[SUPPLIED ENTRIES]:
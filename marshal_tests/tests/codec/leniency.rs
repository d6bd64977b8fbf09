use crate::helpers::{gen_order, Line, Order, Point};
use anyhow::Result;
use marshal::{Datum, Deser, Record, RecordShape, Ser, Shape, Shaped};

/// Shares its record name with [`Point`], but not its member types.
#[derive(PartialEq, Debug)]
struct NamedPoint {
    x: String,
}
impl Shaped for NamedPoint {
    fn shape() -> Shape {
        Shape::Record(RecordShape::new("Point").field::<String>("X"))
    }
}
impl Ser for NamedPoint {
    fn to_datum(&self) -> Result<Datum> {
        let rec = Record::new("Point").with("X", &self.x)?;
        Ok(Datum::Record(rec))
    }
}
impl Deser for NamedPoint {
    fn from_datum(dat: Datum) -> Result<Self> {
        let mut rec = Record::expect(dat, "Point")?;
        Ok(Self { x: rec.take("X")? })
    }
}

#[test]
fn absent_input() -> Result<()> {
    let err = marshal::encode_binary::<Point>(None).unwrap_err();
    assert!(err.is_invalid_argument());
    assert!(err.to_string().contains("must not be null"));

    assert_eq!(None, marshal::decode_binary::<Point>(None)?);
    assert_eq!(None, marshal::decode_binary::<Point>(Some(&[][..]))?);

    let doc = marshal::encode_text::<Order>(None)?;
    assert!(doc.ends_with(r#"<Order nil="true" />"#));
    assert_eq!(None, marshal::decode_text::<Order>(&doc)?);

    Ok(())
}

#[test]
fn binary_root_of_another_type() -> Result<()> {
    let blob = marshal::encode_binary(Some(&Point { x: 3, y: 4 }))?;
    assert_eq!(None, marshal::decode_binary::<Line>(Some(&blob[..]))?);
    assert_eq!(None, marshal::decode_binary::<Vec<i64>>(Some(&blob[..]))?);
    assert_eq!(None, marshal::decode_binary::<i64>(Some(&blob[..]))?);
    assert_eq!(
        Some(Some(Point { x: 3, y: 4 })),
        marshal::decode_binary::<Option<Point>>(Some(&blob[..]))?
    );

    let blob = marshal::encode_binary(Some(&gen_order()))?;
    assert_eq!(None, marshal::decode_binary::<Option<Point>>(Some(&blob[..]))?);

    Ok(())
}

#[test]
fn text_root_of_another_type() -> Result<()> {
    let doc = marshal::encode_text(Some(&Point { x: 3, y: 4 }))?;
    assert_eq!(None, marshal::decode_text::<Line>(&doc)?);
    assert_eq!(None, marshal::decode_text::<Vec<Point>>(&doc)?);
    assert_eq!(
        Some(Some(Point { x: 3, y: 4 })),
        marshal::decode_text::<Option<Point>>(&doc)?
    );

    /* The prefix of a qualified root name is not compared. */
    let doc = "<m:Point xmlns:m='urn:m'><X>3</X><Y>4</Y></m:Point>";
    assert_eq!(Some(Point { x: 3, y: 4 }), marshal::decode_text::<Point>(doc)?);

    Ok(())
}

#[test]
fn member_of_another_type() -> Result<()> {
    let np = NamedPoint {
        x: String::from("three"),
    };

    let blob = marshal::encode_binary(Some(&np))?;
    let err = marshal::decode_binary::<Point>(Some(&blob[..])).unwrap_err();
    assert!(err.is_decode());
    assert_eq!(Some(np), marshal::decode_binary::<NamedPoint>(Some(&blob[..]))?);

    let doc = "<Point><X>three</X><Y>4</Y></Point>";
    assert!(marshal::decode_text::<Point>(doc).unwrap_err().is_decode());

    Ok(())
}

[WHAT IS EXPECTED]: What you need to do is retype all the entries exactly as written.

[RESPONSE]:
filename marshal_tests/tests/codec/leniency.rs
repository d6bd64977b8fbf09
use crate::helpers::{gen_order, Line, Order, Point};
use anyhow::Result;
use marshal::{Datum, Deser, Record, RecordShape, Ser, Shape, Shaped};

/// Shares its record name with [`Point`], but not its member types.
#[derive(PartialEq, Debug)]
struct NamedPoint {
    x: String,
}
impl Shaped for NamedPoint {
    fn shape() -> Shape {
        Shape::Record(RecordShape::new("Point").field::<String>("X"))
    }
}
impl Ser for NamedPoint {
    fn to_datum(&self) -> Result<Datum> {
        let rec = Record::new("Point").with("X", &self.x)?;
        Ok(Datum::Record(rec))
    }
}
impl Deser for NamedPoint {
    fn from_datum(dat: Datum) -> Result<Self> {
        let mut rec = Record::expect(dat, "Point")?;
        Ok(Self { x: rec.take("X")? })
    }
}

#[test]
fn absent_input() -> Result<()> {
    let err = marshal::encode_binary::<Point>(None).unwrap_err();
    assert!(err.is_invalid_argument());
    assert!(err.to_string().contains("must not be null"));

    assert_eq!(None, marshal::decode_binary::<Point>(None)?);
    assert_eq!(None, marshal::decode_binary::<Point>(Some(&[][..]))?);

    let doc = marshal::encode_text::<Order>(None)?;
    assert!(doc.ends_with(r#"<Order nil="true" />"#));
    assert_eq!(None, marshal::decode_text::<Order>(&doc)?);

    Ok(())
}

#[test]
fn binary_root_of_another_type() -> Result<()> {
    let blob = marshal::encode_binary(Some(&Point { x: 3, y: 4 }))?;
    assert_eq!(None, marshal::decode_binary::<Line>(Some(&blob[..]))?);
    assert_eq!(None, marshal::decode_binary::<Vec<i64>>(Some(&blob[..]))?);
    assert_eq!(None, marshal::decode_binary::<i64>(Some(&blob[..]))?);
    assert_eq!(
        Some(Some(Point { x: 3, y: 4 })),
        marshal::decode_binary::<Option<Point>>(Some(&blob[..]))?
    );

    let blob = marshal::encode_binary(Some(&gen_order()))?;
    assert_eq!(None, marshal::decode_binary::<Option<Point>>(Some(&blob[..]))?);

    Ok(())
}

#[test]
fn text_root_of_another_type() -> Result<()> {
    let doc = marshal::encode_text(Some(&Point { x: 3, y: 4 }))?;
    assert_eq!(None, marshal::decode_text::<Line>(&doc)?);
    assert_eq!(None, marshal::decode_text::<Vec<Point>>(&doc)?);
    assert_eq!(
        Some(Some(Point { x: 3, y: 4 })),
        marshal::decode_text::<Option<Point>>(&doc)?
    );

    /* The prefix of a qualified root name is not compared. */
    let doc = "<m:Point xmlns:m='urn:m'><X>3</X><Y>4</Y></m:Point>";
    assert_eq!(Some(Point { x: 3, y: 4 }), marshal::decode_text::<Point>(doc)?);

    Ok(())
}

#[test]
fn member_of_another_type() -> Result<()> {
    let np = NamedPoint {
        x: String::from("three"),
    };

    let blob = marshal::encode_binary(Some(&np))?;
    let err = marshal::decode_binary::<Point>(Some(&blob[..])).unwrap_err();
    assert!(err.is_decode());
    assert_eq!(Some(np), marshal::decode_binary::<NamedPoint>(Some(&blob[..]))?);

    let doc = "<Point><X>three</X><Y>4</Y></Point>";
    assert!(marshal::decode_text::<Point>(doc).unwrap_err().is_decode());

    Ok(())
}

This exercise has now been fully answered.